I'm a co-op student working on a hardware design for an industry client, and I'm trying to use a TPS63000 to get a Vout of 3.45V. Vin is 5V. When I power this circuit up, I read 5V on Vin but only 0.7V from Vout. TPS63000 Application Circuit

Here's the PCB design: PCB design

I'm not sure what approach to take in troubleshooting this. Any help would be appreciated.

EDIT: Unfortunately I don't have easy access to an oscilloscope, but when I do, I will definitely try to confirm that there's a pulse across the inductor. Yesterday I assembled another PCB, and I'm getting a very similar result. Vout actually stabilizes at 322mV, and does so with a high degree to accuracy. During startup, I do see Vout shift drastically, but always settles around 322mV. Sorry that that's not very much to go on, an oscilloscope will definitely help give a better picture.

So it seems to me possible causes are: A. lack of R3/C3 on the Vin pin, B. narrow traces on the PCB, or C. bad chip. Thanks for all the responses so far.

  • 2
    \$\begingroup\$ Is it switching at all? Probe the EN pin too. \$\endgroup\$
    – winny
    May 25, 2017 at 17:40
  • 1
    \$\begingroup\$ Connect oscilloscope probes to both pins of the inductor. \$\endgroup\$ May 25, 2017 at 17:42
  • \$\begingroup\$ Leadless parts (DFN,QFN) are difficult to manually solder, can be a bad solder joint too \$\endgroup\$
    – sstobbe
    May 26, 2017 at 18:03

5 Answers 5


You have no delay on the VINA, EN and PS/SYNC pins. It is unclear what mode the thing will go into when connected like that.

The device specs shows a suitable delay circuit. enter image description here


Regardless of the following, I fail to see why your circuit does not work. \$R_1\$ and \$R_2\$ are correct for 3.45V. \$C_1\$, \$C_2\$ and \$L_1\$ are within parameters. Why your circuit does not show some life is strange. It is scope time! Calcs have been confirmed.

Bad chip (is always lame)? Try connecting up a load during power up. Try connecting up \$W_1\$, when your source has stabilized.

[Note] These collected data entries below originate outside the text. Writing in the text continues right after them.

//! Antivirus scan gateways
//!
//! Every engine sits behind [`VirusScanner`]. The path and size checks run
//! before any engine is contacted, so an oversized or misplaced file never
//! reaches it.

use async_trait::async_trait;
use std::path::{Path, PathBuf};
use std::time::Duration;

use sentinela_core::{FailureReason, JobStatus, ScanVerdict};

#[cfg(feature = "clamd")]
pub mod clamd;
pub mod process;

#[cfg(feature = "clamd")]
pub use clamd::ClamdScanGateway;
pub use process::ProcessScanGateway;

/// Threat name used when an engine reports an infection without naming it.
pub const UNKNOWN_THREAT: &str = "unknown";

#[derive(Debug, thiserror::Error)]
pub enum ScanError {
    #[error("File too large for scanning: {size} bytes (max {max})")]
    FileTooLarge { size: u64, max: u64 },

    #[error("Path rejected for scanning: {path}: {reason}")]
    PathRejected { path: PathBuf, reason: String },

    #[error("Scan engine unavailable: {0}")]
    EngineUnavailable(String),

    #[error("Scan timed out after {timeout_ms} ms")]
    ScanTimeout { timeout_ms: u64 },

    #[error("Scan engine failed (exit code {exit_code:?}): {stderr}")]
    EngineError {
        exit_code: Option<i32>,
        stderr: String,
    },

    #[error("Scan failed: {0}")]
    Internal(String),
}

impl ScanError {
    /// Client-safe failure recorded on the job; engine diagnostics are dropped.
    pub fn failure_reason(&self) -> FailureReason {
        match self {
            ScanError::FileTooLarge { size, max } => FailureReason::FileTooLarge {
                size: *size,
                max: *max,
            },
            ScanError::PathRejected { .. } => FailureReason::PathRejected,
            ScanError::EngineUnavailable(_) => FailureReason::EngineUnavailable,
            ScanError::ScanTimeout { timeout_ms } => FailureReason::ScanTimeout {
                timeout_ms: *timeout_ms,
            },
            ScanError::EngineError { .. } => FailureReason::EngineError,
            ScanError::Internal(_) => FailureReason::InternalError {
                stage: JobStatus::Scanning,
            },
        }
    }
}

#[async_trait]
pub trait VirusScanner: Send + Sync {
    /// Engine identifier recorded on verdicts
    fn engine_name(&self) -> &str;

    async fn scan(
        &self,
        path: &Path,
        max_size: u64,
        timeout: Duration,
    ) -> Result<ScanVerdict, ScanError>;

    /// Lightweight liveness probe.
    async fn is_available(&self) -> bool;
}

/// Resolves `path` and checks it against the allowed roots and `max_size`.
///
/// Returns the canonical path and the file size.
pub(crate) async fn prepare_target(
    path: &Path,
    allowed_roots: &[PathBuf],
    max_size: u64,
) -> Result<(PathBuf, u64), ScanError> {
    let rejected = |reason: &str| ScanError::PathRejected {
        path: path.to_path_buf(),
        reason: reason.to_string(),
    };

    let canonical = tokio::fs::canonicalize(path)
        .await
        .map_err(|_| rejected("path does not resolve"))?;

    let mut inside_root = false;
    for root in allowed_roots {
        if let Ok(root) = tokio::fs::canonicalize(root).await {
            if canonical.starts_with(&root) {
                inside_root = true;
                break;
            }
        }
    }
    if !inside_root {
        return Err(rejected("outside allowed scan roots"));
    }

    let metadata = tokio::fs::metadata(&canonical)
        .await
        .map_err(|_| rejected("metadata unavailable"))?;
    if !metadata.is_file() {
        return Err(rejected("not a regular file"));
    }
    if metadata.len() > max_size {
        return Err(ScanError::FileTooLarge {
            size: metadata.len(),
            max: max_size,
        });
    }

    Ok((canonical, metadata.len()))
}

/// Extracts threat names from `<path>: <threat> FOUND` report lines.
pub(crate) fn parse_threat_names(report: &str) -> Vec<String> {
    report
        .lines()
        .filter_map(|line| line.trim_end().strip_suffix(" FOUND"))
        .filter_map(|line| line.rsplit_once(": ").map(|(_, threat)| threat.trim()))
        .filter(|threat| !threat.is_empty())
        .map(str::to_string)
        .collect()
}

#[cfg(test)]
mod tests {
    use super::*;
    use tempfile::TempDir;

    #[test]
    fn test_parse_threat_names() {
        let report = "/srv/uploads/a.zip: Eicar-Signature FOUND\n\
                      /srv/uploads/a.zip: Win.Trojan.Agent-1 FOUND\n\
                      /srv/uploads/b.txt: OK\n";
        assert_eq!(
            parse_threat_names(report),
            vec!["Eicar-Signature", "Win.Trojan.Agent-1"]
        );
        assert!(parse_threat_names("").is_empty());
        assert!(parse_threat_names("stream: OK").is_empty());
    }

    #[test]
    fn test_failure_reason_mapping() {
        let err = ScanError::EngineError {
            exit_code: Some(2),
            stderr: "LibClamAV Error: cl_load(): No such file".to_string(),
        };
        assert_eq!(err.failure_reason(), FailureReason::EngineError);
        assert_eq!(
            ScanError::ScanTimeout { timeout_ms: 10 }.failure_reason(),
            FailureReason::ScanTimeout { timeout_ms: 10 }
        );
        assert_eq!(
            ScanError::Internal("join".to_string()).failure_reason(),
            FailureReason::InternalError {
                stage: JobStatus::Scanning
            }
        );
    }

    #[tokio::test]
    async fn test_prepare_target_checks() {
        let root = TempDir::new().unwrap();
        let outside = TempDir::new().unwrap();
        let inside_file = root.path().join("upload.zip");
        std::fs::write(&inside_file, vec![0u8; 32]).unwrap();
        let outside_file = outside.path().join("other.zip");
        std::fs::write(&outside_file, b"x").unwrap();
        let roots = vec![root.path().to_path_buf()];

        let (canonical, size) = prepare_target(&inside_file, &roots, 64).await.unwrap();
        assert!(canonical.ends_with("upload.zip"));
        assert_eq!(size, 32);

        assert!(matches!(
            prepare_target(&inside_file, &roots, 16).await,
            Err(ScanError::FileTooLarge { size: 32, max: 16 })
        ));
        assert!(matches!(
            prepare_target(&outside_file, &roots, 64).await,
            Err(ScanError::PathRejected { .. })
        ));
        assert!(matches!(
            prepare_target(&root.path().join("missing.zip"), &roots, 64).await,
            Err(ScanError::PathRejected { .. })
        ));
        // escaping through `..` resolves outside the root
        let sneaky = root
            .path()
            .join("..")
            .join(outside.path().file_name().unwrap())
            .join("other.zip");
        assert!(matches!(
            prepare_target(&sneaky, &roots, 64).await,
            Err(ScanError::PathRejected { .. })
        ));
    }
}
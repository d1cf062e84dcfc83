//! Sentinela Detection
//!
//! Finds Brazilian PII in extracted archive content. Patterns live in an
//! injected [`PatternRegistry`]; candidates are confirmed by the checksum and
//! structural checks in [`validators`] and scored by a [`SeverityTable`].

pub mod engine;
pub mod patterns;
pub mod risk;
pub mod validators;

pub use engine::{DetectionEngine, DetectionError, BINARY_SNIFF_BYTES};
pub use patterns::{
    BuiltinValidator, DetectionPattern, PatternRegistry, PatternSpec, RegistryError, Validator,
};
pub use risk::SeverityTable;
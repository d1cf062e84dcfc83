//! Sentinela Core Library
//!
//! This crate provides the domain models, error taxonomy and configuration
//! shared by every stage of the ingestion pipeline (scan, extract, detect)
//! and by the worker that orchestrates them.

pub mod config;
pub mod error;
pub mod models;

// Re-export commonly used types
pub use config::{Config, EnrichmentConfig, ScanConfig, ScanEngineKind, WorkerConfig};
pub use error::{ErrorMetadata, FailureReason, JobStateError, LogLevel};
pub use models::{
    Detection, DetectionReport, EnrichmentResult, ExtractedFile, ExtractionLimits,
    IngestionJob, IngestionRequest, JobStatus, PatternCategory, ProgressEvent, RiskLevel,
    ScanVerdict,
};
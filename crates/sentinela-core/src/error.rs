//! Error types module
//!
//! Stage errors (scan, extraction, detection) are defined next to the stage
//! that raises them. When a stage fails, the orchestrator records the failure
//! on the job as a [`FailureReason`]: a serializable, diagnostics-free value
//! that is safe to show to the uploading client.
//!
//! [`ErrorMetadata`] describes how a failure is presented and logged.

use serde::{Deserialize, Serialize};
use std::fmt::{Display, Formatter, Result as FmtResult};
use uuid::Uuid;

use crate::models::JobStatus;

/// Log level for error reporting
#[derive(Debug, Clone, Copy, PartialEq, Eq)]
pub enum LogLevel {
    /// Debug level - for expected outcomes like rejected uploads
    Debug,
    /// Warning level - for rejections that point at hostile input or a degraded engine
    Warn,
    /// Error level - for unexpected failures
    Error,
}

/// Metadata for failure reporting - defines how a failure should be presented
pub trait ErrorMetadata {
    /// Machine-readable error code (e.g., "ZIP_BOMB")
    fn error_code(&self) -> &'static str;

    /// Whether resubmitting the same archive may succeed
    fn is_recoverable(&self) -> bool;

    /// Suggested action for the client
    fn suggested_action(&self) -> Option<&'static str>;

    /// Client-facing message; never contains engine output or stack traces
    fn client_message(&self) -> String;

    /// Log level for this failure
    fn log_level(&self) -> LogLevel;
}

/// Why a job ended in `Failed`.
#[derive(Debug, Clone, PartialEq, Eq, Serialize, Deserialize)]
#[serde(tag = "kind", rename_all = "snake_case")]
pub enum FailureReason {
    Infected { threats: Vec<String> },
    FileTooLarge { size: u64, max: u64 },
    PathRejected,
    EngineUnavailable,
    ScanTimeout { timeout_ms: u64 },
    EngineError,
    ZipBomb { detail: String },
    PathTraversal { entry: String },
    CorruptArchive,
    Cancelled { stage: JobStatus },
    InternalError { stage: JobStatus },
}

impl Display for FailureReason {
    fn fmt(&self, f: &mut Formatter<'_>) -> FmtResult {
        match self {
            FailureReason::Infected { threats } => write!(f, "infected ({})", threats.join(", ")),
            FailureReason::FileTooLarge { size, max } => {
                write!(f, "file too large ({} bytes, max {})", size, max)
            }
            FailureReason::PathRejected => write!(f, "path rejected"),
            FailureReason::EngineUnavailable => write!(f, "engine unavailable"),
            FailureReason::ScanTimeout { timeout_ms } => {
                write!(f, "scan timeout after {} ms", timeout_ms)
            }
            FailureReason::EngineError => write!(f, "engine error"),
            FailureReason::ZipBomb { detail } => write!(f, "zip bomb: {}", detail),
            FailureReason::PathTraversal { entry } => write!(f, "path traversal: {}", entry),
            FailureReason::CorruptArchive => write!(f, "corrupt archive"),
            FailureReason::Cancelled { stage } => write!(f, "cancelled before {}", stage),
            FailureReason::InternalError { stage } => write!(f, "internal error in {}", stage),
        }
    }
}

/// Static metadata for each variant: (error_code, recoverable, suggested_action, log_level).
fn failure_static_metadata(
    reason: &FailureReason,
) -> (&'static str, bool, Option<&'static str>, LogLevel) {
    match reason {
        FailureReason::Infected { .. } => (
            "INFECTED",
            false,
            Some("Remove the infected file and upload again"),
            LogLevel::Warn,
        ),
        FailureReason::FileTooLarge { .. } => (
            "FILE_TOO_LARGE",
            false,
            Some("Split the archive into smaller uploads"),
            LogLevel::Debug,
        ),
        FailureReason::PathRejected => (
            "PATH_REJECTED",
            false,
            Some("Upload the archive through the supported ingress"),
            LogLevel::Warn,
        ),
        FailureReason::EngineUnavailable => (
            "ENGINE_UNAVAILABLE",
            true,
            Some("Retry after a short delay"),
            LogLevel::Error,
        ),
        FailureReason::ScanTimeout { .. } => (
            "SCAN_TIMEOUT",
            true,
            Some("Retry after a short delay"),
            LogLevel::Warn,
        ),
        FailureReason::EngineError => (
            "ENGINE_ERROR",
            true,
            Some("Retry after a short delay"),
            LogLevel::Error,
        ),
        FailureReason::ZipBomb { .. } => (
            "ZIP_BOMB",
            false,
            Some("Upload an archive within the extraction limits"),
            LogLevel::Warn,
        ),
        FailureReason::PathTraversal { .. } => (
            "PATH_TRAVERSAL",
            false,
            Some("Rebuild the archive with relative entry names"),
            LogLevel::Warn,
        ),
        FailureReason::CorruptArchive => (
            "CORRUPT_ARCHIVE",
            false,
            Some("Check that the file is a valid ZIP archive"),
            LogLevel::Debug,
        ),
        FailureReason::Cancelled { .. } => ("CANCELLED", true, None, LogLevel::Debug),
        FailureReason::InternalError { .. } => (
            "INTERNAL_ERROR",
            true,
            Some("Retry after a short delay"),
            LogLevel::Error,
        ),
    }
}

impl FailureReason {
    /// Short kind name, stable across releases (matches the serde tag).
    pub fn kind(&self) -> &'static str {
        match self {
            FailureReason::Infected { .. } => "infected",
            FailureReason::FileTooLarge { .. } => "file_too_large",
            FailureReason::PathRejected => "path_rejected",
            FailureReason::EngineUnavailable => "engine_unavailable",
            FailureReason::ScanTimeout { .. } => "scan_timeout",
            FailureReason::EngineError => "engine_error",
            FailureReason::ZipBomb { .. } => "zip_bomb",
            FailureReason::PathTraversal { .. } => "path_traversal",
            FailureReason::CorruptArchive => "corrupt_archive",
            FailureReason::Cancelled { .. } => "cancelled",
            FailureReason::InternalError { .. } => "internal_error",
        }
    }
}

impl ErrorMetadata for FailureReason {
    fn error_code(&self) -> &'static str {
        failure_static_metadata(self).0
    }

    fn is_recoverable(&self) -> bool {
        failure_static_metadata(self).1
    }

    fn suggested_action(&self) -> Option<&'static str> {
        failure_static_metadata(self).2
    }

    fn log_level(&self) -> LogLevel {
        failure_static_metadata(self).3
    }

    fn client_message(&self) -> String {
        match self {
            FailureReason::Infected { .. } => "file rejected: malware detected".to_string(),
            FailureReason::FileTooLarge { max, .. } => {
                format!("file rejected: exceeds maximum size of {} bytes", max)
            }
            FailureReason::PathRejected => "file rejected: invalid upload location".to_string(),
            FailureReason::EngineUnavailable => {
                "scan unavailable: antivirus engine is not reachable".to_string()
            }
            FailureReason::ScanTimeout { .. } => "scan failed: antivirus scan timed out".to_string(),
            FailureReason::EngineError => "scan failed: antivirus engine error".to_string(),
            FailureReason::ZipBomb { .. } => {
                "archive rejected: exceeds safe extraction limits".to_string()
            }
            FailureReason::PathTraversal { .. } => {
                "archive rejected: entry path escapes the archive root".to_string()
            }
            FailureReason::CorruptArchive => "archive rejected: not a valid ZIP file".to_string(),
            FailureReason::Cancelled { .. } => "job cancelled".to_string(),
            FailureReason::InternalError { .. } => "internal error while processing upload".to_string(),
        }
    }
}

/// Illegal job lifecycle operation.
#[derive(Debug, thiserror::Error)]
pub enum JobStateError {
    #[error("Invalid transition for job {job_id}: {from} -> {to}")]
    InvalidTransition {
        job_id: Uuid,
        from: JobStatus,
        to: JobStatus,
    },

    #[error("Job not found: {0}")]
    NotFound(Uuid),
}
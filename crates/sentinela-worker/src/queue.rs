//! Job intake.
//!
//! The queue carries job ids only; job state lives in the orchestrator. A
//! delivery stays in flight until it is acknowledged, so a worker that dies
//! mid-job leaves its delivery behind for [`JobQueue::recover_in_flight`].

use anyhow::Result;
use async_trait::async_trait;
use std::collections::{HashMap, VecDeque};
use std::sync::{Arc, Mutex};
use tokio::sync::Notify;
use uuid::Uuid;

/// A claimed job id.
#[derive(Debug, Clone, Copy, PartialEq, Eq)]
pub struct Delivery {
    pub job_id: Uuid,
    /// 1 on first delivery, incremented on every redelivery
    pub attempt: u32,
}

#[async_trait]
pub trait JobQueue: Send + Sync {
    async fn enqueue(&self, job_id: Uuid) -> Result<()>;

    /// Claim the next job without waiting. `None` when the queue is empty.
    async fn dequeue(&self) -> Result<Option<Delivery>>;

    async fn ack(&self, delivery: &Delivery) -> Result<()>;

    /// Put unacknowledged deliveries back in front of the queue.
    async fn recover_in_flight(&self) -> Result<usize> {
        Ok(0)
    }

    /// Signalled when work is enqueued. Queues without push notification
    /// return `None` and are polled.
    fn work_signal(&self) -> Option<Arc<Notify>> {
        None
    }
}

#[derive(Default)]
struct QueueState {
    pending: VecDeque<Delivery>,
    in_flight: HashMap<Uuid, Delivery>,
}

/// Process-local queue for development and tests.
#[derive(Clone, Default)]
pub struct InMemoryJobQueue {
    state: Arc<Mutex<QueueState>>,
    notify: Arc<Notify>,
}

impl InMemoryJobQueue {
    pub fn new() -> Self {
        Self::default()
    }

    fn lock(&self) -> std::sync::MutexGuard<'_, QueueState> {
        self.state
            .lock()
            .unwrap_or_else(|poisoned| poisoned.into_inner())
    }

    pub fn pending_len(&self) -> usize {
        self.lock().pending.len()
    }

    pub fn in_flight_len(&self) -> usize {
        self.lock().in_flight.len()
    }
}

#[async_trait]
impl JobQueue for InMemoryJobQueue {
    async fn enqueue(&self, job_id: Uuid) -> Result<()> {
        self.lock().pending.push_back(Delivery { job_id, attempt: 1 });
        self.notify.notify_one();
        Ok(())
    }

    async fn dequeue(&self) -> Result<Option<Delivery>> {
        let mut state = self.lock();
        let delivery = state.pending.pop_front();
        if let Some(delivery) = delivery {
            state.in_flight.insert(delivery.job_id, delivery);
        }
        Ok(delivery)
    }

    async fn ack(&self, delivery: &Delivery) -> Result<()> {
        if self.lock().in_flight.remove(&delivery.job_id).is_none() {
            tracing::debug!(job_id = %delivery.job_id, "Ack for a delivery that is not in flight");
        }
        Ok(())
    }

    async fn recover_in_flight(&self) -> Result<usize> {
        let recovered = {
            let mut state = self.lock();
            let mut stranded: Vec<Delivery> = state.in_flight.drain().map(|(_, d)| d).collect();
            stranded.sort_by_key(|d| d.attempt);
            let count = stranded.len();
            for delivery in stranded.into_iter().rev() {
                state.pending.push_front(Delivery {
                    job_id: delivery.job_id,
                    attempt: delivery.attempt + 1,
                });
            }
            count
        };

        if recovered > 0 {
            tracing::warn!(count = recovered, "Requeued unacknowledged deliveries");
            self.notify.notify_one();
        }
        Ok(recovered)
    }

    fn work_signal(&self) -> Option<Arc<Notify>> {
        Some(self.notify.clone())
    }
}

#[cfg(test)]
mod tests {
    use super::*;

    #[tokio::test]
    async fn test_fifo_order() {
        let queue = InMemoryJobQueue::new();
        let first = Uuid::new_v4();
        let second = Uuid::new_v4();
        queue.enqueue(first).await.unwrap();
        queue.enqueue(second).await.unwrap();

        assert_eq!(queue.dequeue().await.unwrap().unwrap().job_id, first);
        assert_eq!(queue.dequeue().await.unwrap().unwrap().job_id, second);
        assert!(queue.dequeue().await.unwrap().is_none());
    }

    #[tokio::test]
    async fn test_ack_removes_in_flight() {
        let queue = InMemoryJobQueue::new();
        queue.enqueue(Uuid::new_v4()).await.unwrap();
        let delivery = queue.dequeue().await.unwrap().unwrap();
        assert_eq!(queue.in_flight_len(), 1);

        queue.ack(&delivery).await.unwrap();
        assert_eq!(queue.in_flight_len(), 0);
        assert_eq!(queue.recover_in_flight().await.unwrap(), 0);
    }

    #[tokio::test]
    async fn test_unacked_delivery_is_redelivered() {
        let queue = InMemoryJobQueue::new();
        let stranded = Uuid::new_v4();
        let waiting = Uuid::new_v4();
        queue.enqueue(stranded).await.unwrap();
        queue.enqueue(waiting).await.unwrap();
        let _lost = queue.dequeue().await.unwrap().unwrap();

        assert_eq!(queue.recover_in_flight().await.unwrap(), 1);

        let redelivered = queue.dequeue().await.unwrap().unwrap();
        assert_eq!(redelivered.job_id, stranded);
        assert_eq!(redelivered.attempt, 2);
        assert_eq!(queue.dequeue().await.unwrap().unwrap().job_id, waiting);
    }

    #[tokio::test]
    async fn test_enqueue_signals_waiters() {
        let queue = InMemoryJobQueue::new();
        let signal = queue.work_signal().unwrap();
        queue.enqueue(Uuid::new_v4()).await.unwrap();
        // notify_one stores a permit when nobody is waiting yet
        tokio::time::timeout(std::time::Duration::from_secs(1), signal.notified())
            .await
            .unwrap();
    }
}
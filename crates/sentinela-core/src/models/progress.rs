use chrono::{DateTime, Utc};
use serde::{Deserialize, Serialize};
use uuid::Uuid;

use super::job::JobStatus;

/// A stage transition forwarded to progress observers.
#[derive(Debug, Clone, PartialEq, Eq, Serialize, Deserialize)]
pub struct ProgressEvent {
    /// Monotonic per channel; observers use it to drop redelivered events
    pub sequence: u64,
    pub job_id: Uuid,
    pub stage: JobStatus,
    pub percentage: u8,
    pub message: String,
    pub emitted_at: DateTime<Utc>,
}
use chrono::{DateTime, Utc};
use serde::{Deserialize, Serialize};
use std::fmt::{Display, Formatter, Result as FmtResult};
use std::path::PathBuf;
use std::str::FromStr;
use uuid::Uuid;

use crate::error::{FailureReason, JobStateError};

#[derive(Debug, Clone, Copy, Serialize, Deserialize, PartialEq, Eq, Hash)]
#[serde(rename_all = "snake_case")]
pub enum JobStatus {
    Queued,
    Scanning,
    Extracting,
    Detecting,
    Completed,
    Failed,
}

impl JobStatus {
    /// Position in the forward pipeline. `Failed` sits outside the sequence.
    fn rank(self) -> Option<u8> {
        match self {
            JobStatus::Queued => Some(0),
            JobStatus::Scanning => Some(1),
            JobStatus::Extracting => Some(2),
            JobStatus::Detecting => Some(3),
            JobStatus::Completed => Some(4),
            JobStatus::Failed => None,
        }
    }

    pub fn is_terminal(self) -> bool {
        matches!(self, JobStatus::Completed | JobStatus::Failed)
    }

    /// Whether `next` is a legal successor: one step forward, or `Failed`
    /// from any non-terminal state.
    pub fn can_transition_to(self, next: JobStatus) -> bool {
        if self.is_terminal() {
            return false;
        }
        match (self.rank(), next.rank()) {
            (_, None) => true,
            (Some(from), Some(to)) => to == from + 1,
            (None, Some(_)) => false,
        }
    }

    /// Progress percentage reported to observers when the job enters this status.
    pub fn progress_percentage(self) -> u8 {
        match self {
            JobStatus::Queued => 0,
            JobStatus::Scanning => 10,
            JobStatus::Extracting => 40,
            JobStatus::Detecting => 70,
            JobStatus::Completed | JobStatus::Failed => 100,
        }
    }
}

impl Display for JobStatus {
    fn fmt(&self, f: &mut Formatter<'_>) -> FmtResult {
        match self {
            JobStatus::Queued => write!(f, "queued"),
            JobStatus::Scanning => write!(f, "scanning"),
            JobStatus::Extracting => write!(f, "extracting"),
            JobStatus::Detecting => write!(f, "detecting"),
            JobStatus::Completed => write!(f, "completed"),
            JobStatus::Failed => write!(f, "failed"),
        }
    }
}

impl FromStr for JobStatus {
    type Err = anyhow::Error;

    fn from_str(s: &str) -> Result<Self, Self::Err> {
        match s {
            "queued" => Ok(JobStatus::Queued),
            "scanning" => Ok(JobStatus::Scanning),
            "extracting" => Ok(JobStatus::Extracting),
            "detecting" => Ok(JobStatus::Detecting),
            "completed" => Ok(JobStatus::Completed),
            "failed" => Ok(JobStatus::Failed),
            _ => Err(anyhow::anyhow!("Invalid job status: {}", s)),
        }
    }
}

/// An archive handed over by the upload ingress: a local path that already
/// passed transport-level validation plus the size the client declared.
#[derive(Debug, Clone, Serialize, Deserialize)]
pub struct IngestionRequest {
    pub path: PathBuf,
    pub declared_size: u64,
}

impl IngestionRequest {
    pub fn new(path: impl Into<PathBuf>, declared_size: u64) -> Self {
        Self {
            path: path.into(),
            declared_size,
        }
    }
}

/// One archive submission and its position in the pipeline.
#[derive(Debug, Clone, Serialize, Deserialize)]
pub struct IngestionJob {
    pub id: Uuid,
    pub source_archive_path: PathBuf,
    pub declared_size: u64,
    pub status: JobStatus,
    pub created_at: DateTime<Utc>,
    pub updated_at: DateTime<Utc>,
    pub completed_at: Option<DateTime<Utc>>,
    pub failure_reason: Option<FailureReason>,
}

impl IngestionJob {
    pub fn new(request: IngestionRequest) -> Self {
        let now = Utc::now();
        Self {
            id: Uuid::new_v4(),
            source_archive_path: request.path,
            declared_size: request.declared_size,
            status: JobStatus::Queued,
            created_at: now,
            updated_at: now,
            completed_at: None,
            failure_reason: None,
        }
    }

    pub fn is_terminal(&self) -> bool {
        self.status.is_terminal()
    }

    /// Move the job one stage forward.
    ///
    /// Use [`IngestionJob::fail`] to enter `Failed`; it carries the reason.
    pub fn advance(&mut self, next: JobStatus) -> Result<(), JobStateError> {
        if next == JobStatus::Failed || !self.status.can_transition_to(next) {
            return Err(JobStateError::InvalidTransition {
                job_id: self.id,
                from: self.status,
                to: next,
            });
        }
        let now = Utc::now();
        self.status = next;
        self.updated_at = now;
        if next == JobStatus::Completed {
            self.completed_at = Some(now);
        }
        Ok(())
    }

    /// Enter the terminal `Failed` state from any non-terminal state.
    pub fn fail(&mut self, reason: FailureReason) -> Result<(), JobStateError> {
        if self.status.is_terminal() {
            return Err(JobStateError::InvalidTransition {
                job_id: self.id,
                from: self.status,
                to: JobStatus::Failed,
            });
        }
        let now = Utc::now();
        self.status = JobStatus::Failed;
        self.updated_at = now;
        self.completed_at = Some(now);
        self.failure_reason = Some(reason);
        Ok(())
    }
}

I do not think the addition of \$R_3\$ and \$C_3\$ is the answer. The app-note does not even mention them. But it is certainly worth a try.

From TPS6300 datasheet:

Layout Example

As for all switching power supplies, the layout is an important step in the design, especially at high peak currents and high switching frequencies. If the layout is not carefully done, the regulator could show stability problems as well as EMI problems. Therefore, use wide and short traces for the main current path and for the power ground tracks. The input capacitor, output capacitor, and the inductor should be placed as close as possible to the IC. Use a common ground node for power ground and a different one for control ground to minimize the effects of ground noise. Connect these ground nodes at any place close to one of the ground pins of the IC.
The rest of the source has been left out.